Staff training compliance was low and the feedback from some staff stated they did not receive regular supervisions. Staff competence was not assessed in relation to moving and handling of people and the practical training required was not allocated. Training courses in relation to oral hygiene, dysphagia, percutaneous endoscopic gastronomy (PEG) to include medication administration and competency assessment, managing risk and data protection, staff had not been allocated these courses. Peoples care plans did not reflect when people receive one to one support and did not describe how the staff’s skills and experience had been matched to the needs of the person to enable people to work towards and achieve their aspirations and potential.

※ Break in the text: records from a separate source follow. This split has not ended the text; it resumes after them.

use crate::api::models::UserRef;
use crate::app::AppState;

/// Identity and credentials of the logged-in user.
#[derive(Debug, Clone, PartialEq, Eq)]
pub struct Session {
    pub user: UserRef,
    pub token: String,
}

impl Session {
    pub fn new(user: UserRef, token: impl Into<String>) -> Self {
        Self { user, token: token.into() }
    }

    pub fn user_id(&self) -> &str {
        &self.user.id
    }

    pub fn from_state(state: &AppState) -> Option<Self> {
        if !state.is_configured() {
            return None;
        }
        let token = state.token.clone()?;
        let user = UserRef {
            id: state.user_id.clone(),
            first_name: state.first_name.clone(),
            last_name: state.last_name.clone(),
        };
        Some(Self::new(user, token))
    }
}
use serde::{Deserialize, Serialize};
use std::fs;
use std::path::{Path, PathBuf};

use crate::server::error::ServerError;

fn default_bind() -> String {
    "127.0.0.1:8080".to_string()
}

/// A directory entry with the bearer token that authenticates it.
#[derive(Debug, Clone, Serialize, Deserialize, PartialEq, Eq)]
pub struct UserEntry {
    pub id: String,
    pub first_name: String,
    pub last_name: String,
    pub token: String,
}

#[derive(Debug, Clone, Serialize, Deserialize)]
pub struct ServerConfig {
    #[serde(default = "default_bind")]
    pub bind: String,
    /// SQLite file; in-memory when absent.
    #[serde(default)]
    pub database: Option<PathBuf>,
    #[serde(default)]
    pub users: Vec<UserEntry>,
}

impl Default for ServerConfig {
    fn default() -> Self {
        Self { bind: default_bind(), database: None, users: Vec::new() }
    }
}

impl ServerConfig {
    pub fn load(path: &Path) -> Result<Self, ServerError> {
        let text = fs::read_to_string(path)?;
        let config: ServerConfig = toml::from_str(&text).map_err(|e| ServerError::Config(e.to_string()))?;
        config.validate()?;
        Ok(config)
    }

    pub fn validate(&self) -> Result<(), ServerError> {
        let mut tokens = std::collections::HashSet::new();
        for u in &self.users {
            if u.id.trim().is_empty() || u.token.trim().is_empty() {
                return Err(ServerError::Config("users need a non-empty id and token".into()));
            }
            if !tokens.insert(u.token.as_str()) {
                return Err(ServerError::Config(format!("token of {} is shared with another user", u.id)));
            }
        }
        Ok(())
    }
}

Infection prevention and control
The provider failed to ensure safe infection prevention and control. The provider did not implement an auditing and quality assurance process to monitor and check the cleanliness of the service to promote infection prevention and control management. The provider had not completed or considered the need to complete a risk assessment for legionella disease. The environment in the kitchen was of substandard hygiene standards. Cleaning schedules were not in place. The communal bathrooms stored personal items and toiletries. Several mattresses required deep cleaning; this was actioned by staff immediately upon reporting. Staff training for infection prevention and control and hand hygiene was 50% compliance.
Medicines optimisation
People and relatives did not identify to us any problems with medicines and told us they got their medicines on time. However, people were not aware that medicines were managed unsafely which put them at risk. The medication policy and procedure was for a home care agency and did not reflect processes and procedures that was in place at Newhaven. The provider did not make sure medicines and treatments were safe and met people’s needs. People were not involved in planning and annual medication reviews with the GP were not reflected in care plans. There was an absence of medication risk assessments for people. ‘When required’ medication (PRN) was not reflected on a PRN protocol for people who did not have capacity. We found medicated creams were required to be kept refrigerated kept in bedrooms at room temperature. We found medicated creams, nasal sprays and medication liquids not labelled when opened and not used within the time frame as directed by the manufacturer. One person used transdermal medicated patches which required to be rotated on the body for each application, the provider did not ensure a rotation chart was in place. We observed medication equipment requiring a deep clean. Medication was found to have been unsafely used for another person whom it was not prescribed for, a safeguarding referral was made by the inspector. The provider did not ensure staff received medication competency assessments to include topical medication administration and the use of prescribed thickening agents for food and drink. The provider did not have an auditing process to monitor and ensure medicine management was safe.